▸ Your assignment
Retype every entry exactly, character for character.

BEGIN

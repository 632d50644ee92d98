//! Edit-distance matching for phrases with no exact or acronym hit

use crate::processing::dictionary::{SkillDefinition, SkillDictionary};
use crate::processing::exact_matcher::{Candidate, MatchSource};
use crate::processing::text_processor::NGram;
use strsim::levenshtein;

/// Everyday words within a couple of edits of a skill name ("must" / Rust, "best" / Jest).
/// Sorted for binary search.
const COMMON_WORDS: &[&str] = &[
    "a", "about", "above", "after", "again", "all", "also", "an", "and", "any", "are", "area",
    "areas", "as", "at", "away", "back", "base", "based", "be", "been", "before", "being", "best",
    "better", "both", "build", "built", "but", "by", "call", "can", "canvas", "case", "cases",
    "clear", "code", "confidence", "core", "could", "data", "date", "days", "deal", "does", "done",
    "down", "each", "easy", "edit", "edits", "else", "empty", "even", "ever", "every", "exact",
    "fast", "few", "file", "files", "find", "first", "for", "from", "full", "gain", "gave", "get",
    "give", "goal", "goals", "good", "great", "group", "grow", "had", "hand", "hard", "has", "have",
    "having", "help", "here", "high", "hold", "how", "idea", "ideal", "ideas", "initialize", "into",
    "is", "it", "its", "join", "junior", "just", "keep", "key", "kind", "last", "lava", "lead",
    "least", "less", "level", "like", "line", "list", "lists", "live", "long", "look", "made",
    "main", "make", "many", "may", "mean", "meet", "more", "most", "much", "must", "need", "needs",
    "new", "next", "nice", "none", "not", "note", "now", "of", "off", "often", "on", "once", "one",
    "only", "open", "or", "our", "out", "over", "own", "part", "pass", "past", "peer", "peers",
    "plan", "plus", "post", "posts", "rate", "rates", "reach", "read", "ready", "real", "reset",
    "rest", "result", "results", "role", "roles", "root", "rule", "rules", "run", "runs", "same",
    "scale", "scan", "score", "scores", "scoring", "seen", "self", "senior", "set", "sets", "shift",
    "should", "show", "side", "size", "skill", "skills", "soft", "some", "soon", "still", "string",
    "strings", "strong", "such", "sure", "take", "task", "tasks", "team", "teams", "test",
    "testing", "tests", "text", "than", "that", "the", "their", "them", "then", "there", "these",
    "they", "this", "those", "time", "tool", "tools", "travel", "true", "trust", "turn", "type",
    "under", "unit", "upon", "used", "user", "uses", "using", "very", "view", "want", "was", "way",
    "ways", "well", "went", "were", "west", "what", "when", "where", "which", "while", "who",
    "will", "with", "within", "work", "works", "world", "would", "year", "years", "yet", "you",
    "your",
];

/// A phrase that starts or ends with a common word is never a misspelled skill
fn is_common_phrase(phrase: &str) -> bool {
    let first = phrase.split(' ').next().unwrap_or(phrase);
    let last = phrase.rsplit(' ').next().unwrap_or(phrase);
    COMMON_WORDS.binary_search(&first).is_ok() || COMMON_WORDS.binary_search(&last).is_ok()
}

pub struct FuzzyMatcher<'a> {
    /// (definition, lower-cased name, char count), in dictionary order
    names: Vec<(&'a SkillDefinition, String, usize)>,
    max_distance: usize,
    min_length: usize,
}

impl<'a> FuzzyMatcher<'a> {
    pub fn new(dictionary: &'a SkillDictionary, max_distance: usize, min_length: usize) -> Self {
        let names = dictionary
            .iter()
            .map(|def| {
                let key = def.key();
                let len = key.chars().count();
                (def, key, len)
            })
            .collect();

        Self {
            names,
            max_distance,
            min_length,
        }
    }

    /// Base confidence for an accepted edit distance
    pub fn confidence_for(&self, distance: usize) -> f32 {
        1.0 - distance as f32 / (self.max_distance as f32 + 1.0)
    }

    /// Every dictionary skill within the distance threshold, closest first
    pub fn match_phrase(&self, source_text: &str, gram: &NGram) -> Vec<Candidate> {
        let phrase_len = gram.text.chars().count();
        if phrase_len < self.min_length || is_common_phrase(&gram.text) {
            return Vec::new();
        }

        let mut hits: Vec<(usize, &SkillDefinition)> = Vec::new();
        for (definition, name, name_len) in &self.names {
            if *name_len < self.min_length {
                continue;
            }
            if name_len.abs_diff(phrase_len) > self.max_distance {
                continue;
            }
            let distance = levenshtein(&gram.text, name);
            if distance <= self.max_distance {
                hits.push((distance, *definition));
            }
        }

        // Stable: equal distances keep dictionary order
        hits.sort_by_key(|(distance, _)| *distance);

        hits.into_iter()
            .map(|(distance, definition)| {
                Candidate::new(
                    definition.clone(),
                    source_text,
                    gram,
                    self.confidence_for(distance),
                    MatchSource::Fuzzy { distance },
                )
            })
            .collect()
    }
}

#[cfg(test)]
mod tests {
    use super::*;
    use crate::processing::text_processor::{ngrams, tokenize};

    fn matches(text: &str) -> Vec<Candidate> {
        let dictionary = SkillDictionary::standard();
        let matcher = FuzzyMatcher::new(&dictionary, 2, 4);
        let grams = ngrams(&tokenize(text), 1);
        grams.iter().flat_map(|g| matcher.match_phrase(text, g)).collect()
    }

    #[test]
    fn test_typo_is_matched_with_distance_confidence() {
        let found = matches("Kubernetse");
        let best = found.first().unwrap();
        assert_eq!(best.skill.name, "Kubernetes");
        assert_eq!(best.source, MatchSource::Fuzzy { distance: 2 });
        assert!((best.base_confidence - (1.0 - 2.0 / 3.0)).abs() < 1e-6);
        assert_eq!(best.matched_text, "Kubernetse");
    }

    #[test]
    fn test_single_edit_scores_higher() {
        let found = matches("Pythn");
        let best = found.first().unwrap();
        assert_eq!(best.skill.name, "Python");
        assert!((best.base_confidence - 2.0 / 3.0).abs() < 1e-6);
    }

    #[test]
    fn test_short_words_never_fuzzy_match() {
        // "Rust"/"Ruby" and "Go"/"R" are too close to everyday short words
        assert!(matches("bus").is_empty());
        assert!(matches("to").is_empty());
    }

    #[test]
    fn test_transposed_letters_are_matched() {
        let python = matches("Pyhton");
        assert_eq!(python[0].skill.name, "Python");
        assert_eq!(python[0].source, MatchSource::Fuzzy { distance: 2 });
        assert_eq!(matches("Djagno")[0].skill.name, "Django");
        assert_eq!(matches("Djngo")[0].skill.name, "Django");
    }

    #[test]
    fn test_common_words_never_fuzzy_match() {
        for word in ["must", "best", "string", "canvas", "reach", "have", "data", "strong", "testing"] {
            assert!(matches(word).is_empty(), "{} matched {:?}", word, matches(word).first().map(|c| &c.skill.name));
        }
        // "as code" is one edit from VS Code
        let text = "Infrastructure as code";
        let dictionary = SkillDictionary::standard();
        let matcher = FuzzyMatcher::new(&dictionary, 2, 4);
        let grams = ngrams(&tokenize(text), 2);
        assert!(grams.iter().all(|g| g.text != "as code" || matcher.match_phrase(text, g).is_empty()));
    }

    #[test]
    fn test_common_word_list_is_sorted() {
        assert!(COMMON_WORDS.windows(2).all(|w| w[0] < w[1]));
    }

    #[test]
    fn test_distance_beyond_threshold_rejected() {
        assert!(matches("Kbrnts").is_empty());
    }

    #[test]
    fn test_candidates_sorted_closest_first() {
        let found = matches("Swifts");
        assert!(!found.is_empty());
        let distances: Vec<usize> = found
            .iter()
            .map(|c| match c.source {
                MatchSource::Fuzzy { distance } => distance,
                _ => usize::MAX,
            })
            .collect();
        let mut sorted = distances.clone();
        sorted.sort();
        assert_eq!(distances, sorted);
        assert_eq!(found[0].skill.name, "Swift");
    }
}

END

▸ Response area
repository 632d50644ee92d98
//! Edit-distance matching for phrases with no exact or acronym hit

use crate::processing::dictionary::{SkillDefinition, SkillDictionary};
use crate::processing::exact_matcher::{Candidate, MatchSource};
use crate::processing::text_processor::NGram;
use strsim::levenshtein;

/// Everyday words within a couple of edits of a skill name ("must" / Rust, "best" / Jest).
/// Sorted for binary search.
const COMMON_WORDS: &[&str] = &[
    "a", "about", "above", "after", "again", "all", "also", "an", "and", "any", "are", "area",
    "areas", "as", "at", "away", "back", "base", "based", "be", "been", "before", "being", "best",
    "better", "both", "build", "built", "but", "by", "call", "can", "canvas", "case", "cases",
    "clear", "code", "confidence", "core", "could", "data", "date", "days", "deal", "does", "done",
    "down", "each", "easy", "edit", "edits", "else", "empty", "even", "ever", "every", "exact",
    "fast", "few", "file", "files", "find", "first", "for", "from", "full", "gain", "gave", "get",
    "give", "goal", "goals", "good", "great", "group", "grow", "had", "hand", "hard", "has", "have",
    "having", "help", "here", "high", "hold", "how", "idea", "ideal", "ideas", "initialize", "into",
    "is", "it", "its", "join", "junior", "just", "keep", "key", "kind", "last", "lava", "lead",
    "least", "less", "level", "like", "line", "list", "lists", "live", "long", "look", "made",
    "main", "make", "many", "may", "mean", "meet", "more", "most", "much", "must", "need", "needs",
    "new", "next", "nice", "none", "not", "note", "now", "of", "off", "often", "on", "once", "one",
    "only", "open", "or", "our", "out", "over", "own", "part", "pass", "past", "peer", "peers",
    "plan", "plus", "post", "posts", "rate", "rates", "reach", "read", "ready", "real", "reset",
    "rest", "result", "results", "role", "roles", "root", "rule", "rules", "run", "runs", "same",
    "scale", "scan", "score", "scores", "scoring", "seen", "self", "senior", "set", "sets", "shift",
    "should", "show", "side", "size", "skill", "skills", "soft", "some", "soon", "still", "string",
    "strings", "strong", "such", "sure", "take", "task", "tasks", "team", "teams", "test",
    "testing", "tests", "text", "than", "that", "the", "their", "them", "then", "there", "these",
    "they", "this", "those", "time", "tool", "tools", "travel", "true", "trust", "turn", "type",
    "under", "unit", "upon", "used", "user", "uses", "using", "very", "view", "want", "was", "way",
    "ways", "well", "went", "were", "west", "what", "when", "where", "which", "while", "who",
    "will", "with", "within", "work", "works", "world", "would", "year", "years", "yet", "you",
    "your",
];

/// A phrase that starts or ends with a common word is never a misspelled skill
fn is_common_phrase(phrase: &str) -> bool {
    let first = phrase.split(' ').next().unwrap_or(phrase);
    let last = phrase.rsplit(' ').next().unwrap_or(phrase);
    COMMON_WORDS.binary_search(&first).is_ok() || COMMON_WORDS.binary_search(&last).is_ok()
}

pub struct FuzzyMatcher<'a> {
    /// (definition, lower-cased name, char count), in dictionary order
    names: Vec<(&'a SkillDefinition, String, usize)>,
    max_distance: usize,
    min_length: usize,
}

impl<'a> FuzzyMatcher<'a> {
    pub fn new(dictionary: &'a SkillDictionary, max_distance: usize, min_length: usize) -> Self {
        let names = dictionary
            .iter()
            .map(|def| {
                let key = def.key();
                let len = key.chars().count();
                (def, key, len)
            })
            .collect();

        Self {
            names,
            max_distance,
            min_length,
        }
    }

    /// Base confidence for an accepted edit distance
    pub fn confidence_for(&self, distance: usize) -> f32 {
        1.0 - distance as f32 / (self.max_distance as f32 + 1.0)
    }

    /// Every dictionary skill within the distance threshold, closest first
    pub fn match_phrase(&self, source_text: &str, gram: &NGram) -> Vec<Candidate> {
        let phrase_len = gram.text.chars().count();
        if phrase_len < self.min_length || is_common_phrase(&gram.text) {
            return Vec::new();
        }

        let mut hits: Vec<(usize, &SkillDefinition)> = Vec::new();
        for (definition, name, name_len) in &self.names {
            if *name_len < self.min_length {
                continue;
            }
            if name_len.abs_diff(phrase_len) > self.max_distance {
                continue;
            }
            let distance = levenshtein(&gram.text, name);
            if distance <= self.max_distance {
                hits.push((distance, *definition));
            }
        }

        // Stable: equal distances keep dictionary order
        hits.sort_by_key(|(distance, _)| *distance);

        hits.into_iter()
            .map(|(distance, definition)| {
                Candidate::new(
                    definition.clone(),
                    source_text,
                    gram,
                    self.confidence_for(distance),
                    MatchSource::Fuzzy { distance },
                )
            })
            .collect()
    }
}

#[cfg(test)]
mod tests {
    use super::*;
    use crate::processing::text_processor::{ngrams, tokenize};

    fn matches(text: &str) -> Vec<Candidate> {
        let dictionary = SkillDictionary::standard();
        let matcher = FuzzyMatcher::new(&dictionary, 2, 4);
        let grams = ngrams(&tokenize(text), 1);
        grams.iter().flat_map(|g| matcher.match_phrase(text, g)).collect()
    }

    #[test]
    fn test_typo_is_matched_with_distance_confidence() {
        let found = matches("Kubernetse");
        let best = found.first().unwrap();
        assert_eq!(best.skill.name, "Kubernetes");
        assert_eq!(best.source, MatchSource::Fuzzy { distance: 2 });
        assert!((best.base_confidence - (1.0 - 2.0 / 3.0)).abs() < 1e-6);
        assert_eq!(best.matched_text, "Kubernetse");
    }

    #[test]
    fn test_single_edit_scores_higher() {
        let found = matches("Pythn");
        let best = found.first().unwrap();
        assert_eq!(best.skill.name, "Python");
        assert!((best.base_confidence - 2.0 / 3.0).abs() < 1e-6);
    }

    #[test]
    fn test_short_words_never_fuzzy_match() {
        // "Rust"/"Ruby" and "Go"/"R" are too close to everyday short words
        assert!(matches("bus").is_empty());
        assert!(matches("to").is_empty());
    }

    #[test]
    fn test_transposed_letters_are_matched() {
        let python = matches("Pyhton");
        assert_eq!(python[0].skill.name, "Python");
        assert_eq!(python[0].source, MatchSource::Fuzzy { distance: 2 });
        assert_eq!(matches("Djagno")[0].skill.name, "Django");
        assert_eq!(matches("Djngo")[0].skill.name, "Django");
    }

    #[test]
    fn test_common_words_never_fuzzy_match() {
        for word in ["must", "best", "string", "canvas", "reach", "have", "data", "strong", "testing"] {
            assert!(matches(word).is_empty(), "{} matched {:?}", word, matches(word).first().map(|c| &c.skill.name));
        }
        // "as code" is one edit from VS Code
        let text = "Infrastructure as code";
        let dictionary = SkillDictionary::standard();
        let matcher = FuzzyMatcher::new(&dictionary, 2, 4);
        let grams = ngrams(&tokenize(text), 2);
        assert!(grams.iter().all(|g| g.text != "as code" || matcher.match_phrase(text, g).is_empty()));
    }

    #[test]
    fn test_common_word_list_is_sorted() {
        assert!(COMMON_WORDS.windows(2).all(|w| w[0] < w[1]));
    }

    #[test]
    fn test_distance_beyond_threshold_rejected() {
        assert!(matches("Kbrnts").is_empty());
    }

    #[test]
    fn test_candidates_sorted_closest_first() {
        let found = matches("Swifts");
        assert!(!found.is_empty());
        let distances: Vec<usize> = found
            .iter()
            .map(|c| match c.source {
                MatchSource::Fuzzy { distance } => distance,
                _ => usize::MAX,
            })
            .collect();
        let mut sorted = distances.clone();
        sorted.sort();
        assert_eq!(distances, sorted);
        assert_eq!(found[0].skill.name, "Swift");
    }
}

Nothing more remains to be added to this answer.